The pathogenicity of avian H5N1 influenza viruses to mammals has been evolving since the mid-1980s. Here, we demonstrate that H5N1 influenza viruses, isolated from apparently healthy domestic ducks in mainland China from 1999 through 2002, were becoming progressively more pathogenic for mammals, and we present a hypothesis explaining the mechanism of this evolutionary direction. Twenty-one viruses isolated from apparently healthy ducks in southern China from 1999 through 2002 were confirmed to be H5N1 subtype influenza A viruses. These isolates are antigenically similar to A/Goose/Guangdong/1/96 (H5N1) virus, which was the source of the 1997 Hong Kong "bird flu" hemagglutinin gene, and all are highly pathogenic in chickens.
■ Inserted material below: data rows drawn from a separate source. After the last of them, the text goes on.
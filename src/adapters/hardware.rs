//! Hardware adapter: bridges the peripherals to the domain port traits.
//!
//! Combines a sensor source, the actuator bank and the link status behind
//! [`SensorPort`], [`ActuatorPort`] and [`LinkPort`], so the control loop
//! takes a single `hw` argument.  On non-espidf targets the pieces are
//! the simulation stand-ins.

use embedded_hal::digital::PinState;

use crate::app::ports::{Actuator, ActuatorPort, ClimateReading, LinkPort, SensorPort};
use crate::error::SensorError;

/// Concrete adapter that combines all hardware behind port traits.
pub struct HardwareAdapter<S, A> {
    sensors: S,
    actuators: A,
    stations: u8,
}

impl<S, A> HardwareAdapter<S, A> {
    pub fn new(sensors: S, actuators: A) -> Self {
        Self {
            sensors,
            actuators,
            stations: 0,
        }
    }

    /// Record the number of connected stations reported by the network
    /// stack, if one is running.
    pub fn set_connected_stations(&mut self, stations: u8) {
        self.stations = stations;
    }

    pub fn sensors_mut(&mut self) -> &mut S {
        &mut self.sensors
    }

    pub fn actuators_mut(&mut self) -> &mut A {
        &mut self.actuators
    }
}

// ── SensorPort implementation ─────────────────────────────────

impl<S: SensorPort, A> SensorPort for HardwareAdapter<S, A> {
    fn read_climate(&mut self) -> Result<ClimateReading, SensorError> {
        self.sensors.read_climate()
    }

    fn read_oxygen(&mut self) -> Result<u32, SensorError> {
        self.sensors.read_oxygen()
    }

    fn read_air_quality(&mut self) -> Result<u16, SensorError> {
        self.sensors.read_air_quality()
    }

    fn read_outdoor_temperature(&mut self) -> Result<i32, SensorError> {
        self.sensors.read_outdoor_temperature()
    }
}

// ── ActuatorPort implementation ───────────────────────────────

impl<S, A: ActuatorPort> ActuatorPort for HardwareAdapter<S, A> {
    fn write_level(&mut self, actuator: Actuator, level: PinState) {
        self.actuators.write_level(actuator, level);
    }

    fn toggle(&mut self, actuator: Actuator) {
        self.actuators.toggle(actuator);
    }

    fn level(&mut self, actuator: Actuator) -> PinState {
        self.actuators.level(actuator)
    }
}

// ── LinkPort implementation ───────────────────────────────────

impl<S, A> LinkPort for HardwareAdapter<S, A> {
    fn connected_stations(&mut self) -> u8 {
        self.stations
    }
}
//! Fixed-width field tables shared by the record writer and parser.
//!
//! A [`LineLayout`] lists every column of a record line as
//! `(name, offset, width, kind)`.  [`LineLayout::render`] and
//! [`LineLayout::parse`] both walk the same table, so a width change is
//! always applied to both directions at once.
//!
//! ```text
//!   offset 0     6          17   22  26    32
//!          hh:mm,mm/dd/yyyy,DD.D,NNN,hh:mm,hh:mm
//!          └────┘└─────────┘└───┘└──┘└────┘└────┘
//! ```
//!
//! Columns are separated by exactly one `,`.  Parsing checks length,
//! separators and every character of a field before converting it.

use core::fmt::Write as _;

use heapless::{String, Vec};

use super::{FieldProblem, RecordError};
use crate::schedule::TimeOfDay;

/// Longest line or header any layout may produce.
pub const LINE_CAP: usize = 256;

/// Upper bound on columns per layout.
pub const MAX_FIELDS: usize = 16;

/// Rendered record line.
pub type Line = String<LINE_CAP>;

/// Field order of a calendar date column.
#[derive(Debug, Clone, Copy, PartialEq, Eq)]
pub enum DateOrder {
    /// `mm/dd/yyyy`
    MonthDayYear,
    /// `dd/mm/yyyy`
    DayMonthYear,
}

/// Encoding of one column.
#[derive(Debug, Clone, Copy, PartialEq, Eq)]
pub enum FieldKind {
    /// `hh:mm`, width 5.
    Clock,
    /// Two-digit day and month, four-digit year, width 10.
    Date(DateOrder),
    /// Unsigned decimal with one fractional digit, zero padded (`07.5`).
    Tenths,
    /// Sign, then as [`FieldKind::Tenths`] (`+21.4`, `-03.0`).
    SignedTenths,
    /// Unsigned integer, zero padded.
    Count,
    /// Lowercase word, right aligned (`off`, ` on`).
    Label,
    /// Printable ASCII, left aligned and space padded.
    Text,
}

/// What to do with a value that does not fit its column.
#[derive(Debug, Clone, Copy, PartialEq, Eq)]
pub enum OverflowPolicy {
    /// Fail the whole line.
    Reject,
    /// Clamp numbers to the widest representable value, truncate text.
    Saturate,
}

/// Calendar date as stored in a record.  Not range checked: placeholder
/// lines carry `00/00/0000`.
#[derive(Debug, Clone, Copy, PartialEq, Eq, Default)]
pub struct CalendarDate {
    pub year: u16,
    pub month: u8,
    pub day: u8,
}

/// A decoded or to-be-encoded column value.
#[derive(Debug, Clone, Copy, PartialEq, Eq)]
pub enum FieldValue<'a> {
    Clock(TimeOfDay),
    Date(CalendarDate),
    /// Value in tenths.
    Tenths(u32),
    /// Value in tenths.
    SignedTenths(i32),
    Count(u32),
    Label(&'a str),
    Text(&'a str),
}

/// One column of a [`LineLayout`].
#[derive(Debug, Clone, Copy, PartialEq, Eq)]
pub struct FieldSpec {
    pub name: &'static str,
    pub offset: usize,
    pub width: usize,
    pub kind: FieldKind,
}

impl FieldSpec {
    pub const fn new(name: &'static str, offset: usize, width: usize, kind: FieldKind) -> Self {
        Self {
            name,
            offset,
            width,
            kind,
        }
    }

    const fn end(&self) -> usize {
        self.offset + self.width
    }

    fn error(&self, problem: FieldProblem) -> RecordError {
        RecordError::Field {
            field: self.name,
            problem,
        }
    }
}

/// Column table for one record kind.
#[derive(Debug, Clone, Copy, PartialEq, Eq)]
pub struct LineLayout {
    pub fields: &'static [FieldSpec],
    /// Appended after the last column (`""` or `"\r\n"`).
    pub terminator: &'static str,
    pub policy: OverflowPolicy,
}

impl LineLayout {
    /// Exact byte length of a line, terminator included.
    pub fn len(&self) -> usize {
        self.fields.last().map_or(0, FieldSpec::end) + self.terminator.len()
    }

    pub fn is_empty(&self) -> bool {
        self.len() == 0
    }

    /// Encode `values` (one per column, in table order).
    pub fn render(&self, values: &[FieldValue<'_>]) -> Result<Line, RecordError> {
        debug_assert_eq!(values.len(), self.fields.len(), "one value per column");

        let mut line = Line::new();
        for (i, (spec, value)) in self.fields.iter().zip(values).enumerate() {
            if i > 0 {
                line.push(',').map_err(|()| RecordError::LineTooLong)?;
            }
            if line.len() != spec.offset {
                return Err(spec.error(FieldProblem::Misaligned));
            }
            self.render_field(&mut line, spec, value)?;
            if line.len() != spec.end() {
                return Err(spec.error(FieldProblem::Misaligned));
            }
        }
        line.push_str(self.terminator)
            .map_err(|()| RecordError::LineTooLong)?;
        Ok(line)
    }

    /// Decode a complete line (terminator included).
    pub fn parse<'a>(&self, line: &'a str) -> Result<Vec<FieldValue<'a>, MAX_FIELDS>, RecordError> {
        if line.len() != self.len() {
            return Err(RecordError::ReadLengthMismatch {
                expected: self.len(),
                actual: line.len(),
            });
        }
        let bytes = line.as_bytes();
        let body_len = line.len() - self.terminator.len();
        if &bytes[body_len..] != self.terminator.as_bytes() {
            return Err(RecordError::Field {
                field: "terminator",
                problem: FieldProblem::Malformed,
            });
        }

        let mut out = Vec::new();
        for (i, spec) in self.fields.iter().enumerate() {
            if i > 0 && bytes.get(spec.offset.wrapping_sub(1)) != Some(&b',') {
                return Err(spec.error(FieldProblem::Malformed));
            }
            let raw = line
                .get(spec.offset..spec.end())
                .ok_or(spec.error(FieldProblem::Misaligned))?;
            let value = decode(spec, raw)?;
            out.push(value)
                .map_err(|_| spec.error(FieldProblem::Misaligned))?;
        }
        Ok(out)
    }

    fn render_field(
        &self,
        line: &mut Line,
        spec: &FieldSpec,
        value: &FieldValue<'_>,
    ) -> Result<(), RecordError> {
        let w = spec.width;
        let overflow = |fits: bool| -> Result<bool, RecordError> {
            match (fits, self.policy) {
                (true, _) => Ok(false),
                (false, OverflowPolicy::Saturate) => Ok(true),
                (false, OverflowPolicy::Reject) => Err(spec.error(FieldProblem::Overflow)),
            }
        };
        let written = match (spec.kind, *value) {
            (FieldKind::Clock, FieldValue::Clock(t)) => {
                write!(line, "{:02}:{:02}", t.hour(), t.minute())
            }
            (FieldKind::Date(order), FieldValue::Date(d)) => {
                let year = if overflow(d.year <= 9999)? { 9999 } else { d.year };
                let month = if overflow(d.month <= 99)? { 99 } else { d.month };
                let day = if overflow(d.day <= 99)? { 99 } else { d.day };
                match order {
                    DateOrder::MonthDayYear => write!(line, "{month:02}/{day:02}/{year:04}"),
                    DateOrder::DayMonthYear => write!(line, "{day:02}/{month:02}/{year:04}"),
                }
            }
            (FieldKind::Tenths, FieldValue::Tenths(v)) => {
                let max = max_digits_value(w.saturating_sub(1));
                let v = if overflow(v <= max)? { max } else { v };
                write!(line, "{:0iw$}.{}", v / 10, v % 10, iw = w.saturating_sub(2))
            }
            (FieldKind::SignedTenths, FieldValue::SignedTenths(v)) => {
                let max = max_digits_value(w.saturating_sub(2));
                let mag = if overflow(v.unsigned_abs() <= max)? {
                    max
                } else {
                    v.unsigned_abs()
                };
                let sign = if v < 0 { '-' } else { '+' };
                write!(line, "{sign}{:0iw$}.{}", mag / 10, mag % 10, iw = w.saturating_sub(3))
            }
            (FieldKind::Count, FieldValue::Count(v)) => {
                let max = max_digits_value(w);
                let v = if overflow(v <= max)? { max } else { v };
                write!(line, "{v:0w$}")
            }
            (FieldKind::Label, FieldValue::Label(s)) => {
                if !s.bytes().all(|b| b.is_ascii_lowercase()) || s.is_empty() {
                    return Err(spec.error(FieldProblem::Malformed));
                }
                let s = if overflow(s.len() <= w)? { &s[..w] } else { s };
                write!(line, "{s:>w$}")
            }
            (FieldKind::Text, FieldValue::Text(s)) => {
                if !s.bytes().all(|b| b == b' ' || b.is_ascii_graphic()) {
                    return Err(spec.error(FieldProblem::Malformed));
                }
                let s = if overflow(s.len() <= w)? { &s[..w] } else { s };
                write!(line, "{s:<w$}")
            }
            _ => return Err(spec.error(FieldProblem::KindMismatch)),
        };
        written.map_err(|_| RecordError::LineTooLong)
    }
}

/// Largest number `digits` decimal digits can hold.
fn max_digits_value(digits: usize) -> u32 {
    u32::try_from(digits)
        .ok()
        .and_then(|d| 10u32.checked_pow(d))
        .map_or(u32::MAX, |p| p - 1)
}

/// All-digit slice to its value.  Rejects signs, spaces and empty input.
fn digits(raw: &str) -> Option<u32> {
    if raw.is_empty() || raw.len() > 9 || !raw.bytes().all(|b| b.is_ascii_digit()) {
        return None;
    }
    Some(
        raw.bytes()
            .fold(0u32, |acc, b| acc * 10 + u32::from(b - b'0')),
    )
}

/// `NN.N` (any integer width) to tenths.
fn tenths(raw: &str) -> Option<u32> {
    let (int, frac) = raw.split_at_checked(raw.len().checked_sub(2)?)?;
    let frac = frac.strip_prefix('.')?;
    Some(digits(int)? * 10 + digits(frac)?)
}

fn decode<'a>(spec: &FieldSpec, raw: &'a str) -> Result<FieldValue<'a>, RecordError> {
    let malformed = || spec.error(FieldProblem::Malformed);
    match spec.kind {
        FieldKind::Clock => {
            let (h, m) = raw.split_once(':').ok_or_else(malformed)?;
            if h.len() != 2 || m.len() != 2 {
                return Err(malformed());
            }
            let h = digits(h).ok_or_else(malformed)?;
            let m = digits(m).ok_or_else(malformed)?;
            TimeOfDay::new(h as u8, m as u8)
                .map(FieldValue::Clock)
                .ok_or(spec.error(FieldProblem::OutOfRange))
        }
        FieldKind::Date(order) => {
            let mut parts = raw.split('/');
            let (Some(a), Some(b), Some(y), None) =
                (parts.next(), parts.next(), parts.next(), parts.next())
            else {
                return Err(malformed());
            };
            if a.len() != 2 || b.len() != 2 || y.len() != 4 {
                return Err(malformed());
            }
            let a = digits(a).ok_or_else(malformed)? as u8;
            let b = digits(b).ok_or_else(malformed)? as u8;
            let year = digits(y).ok_or_else(malformed)? as u16;
            let (month, day) = match order {
                DateOrder::MonthDayYear => (a, b),
                DateOrder::DayMonthYear => (b, a),
            };
            Ok(FieldValue::Date(CalendarDate { year, month, day }))
        }
        FieldKind::Tenths => tenths(raw)
            .map(FieldValue::Tenths)
            .ok_or_else(malformed),
        FieldKind::SignedTenths => {
            let (negative, rest) = match raw.as_bytes().first() {
                Some(b'+') => (false, &raw[1..]),
                Some(b'-') => (true, &raw[1..]),
                _ => return Err(malformed()),
            };
            let mag = tenths(rest).ok_or_else(malformed)? as i32;
            Ok(FieldValue::SignedTenths(if negative { -mag } else { mag }))
        }
        FieldKind::Count => digits(raw).map(FieldValue::Count).ok_or_else(malformed),
        FieldKind::Label => {
            let word = raw.trim_start_matches(' ');
            if word.is_empty() || !word.bytes().all(|b| b.is_ascii_lowercase()) {
                return Err(malformed());
            }
            Ok(FieldValue::Label(word))
        }
        FieldKind::Text => {
            if !raw.bytes().all(|b| b == b' ' || b.is_ascii_graphic()) {
                return Err(malformed());
            }
            Ok(FieldValue::Text(raw.trim_end_matches(' ')))
        }
    }
}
The viruses form four pathotypes on the basis of their replication and lethality in mice. There is a clear temporal pattern in the progressively increasing pathogenicity of these isolates in the mammalian model. Five of six H5N1 isolates tested replicated in inoculated ducks and were shed from trachea or cloaca, but none caused disease signs or death. Phylogenetic analysis of the full genome indicated that most of the viruses are reassortants containing the A/Goose/Guangdong/1/96-like hemagglutinin gene and the other genes from unknown Eurasian avian influenza viruses. This study is a characterization of the H5N1 avian influenza viruses recently circulating in ducks in mainland China. Our findings suggest that immediate action is needed to prevent the transmission of highly pathogenic avian influenza viruses from the apparently healthy ducks into chickens or mammalian hosts.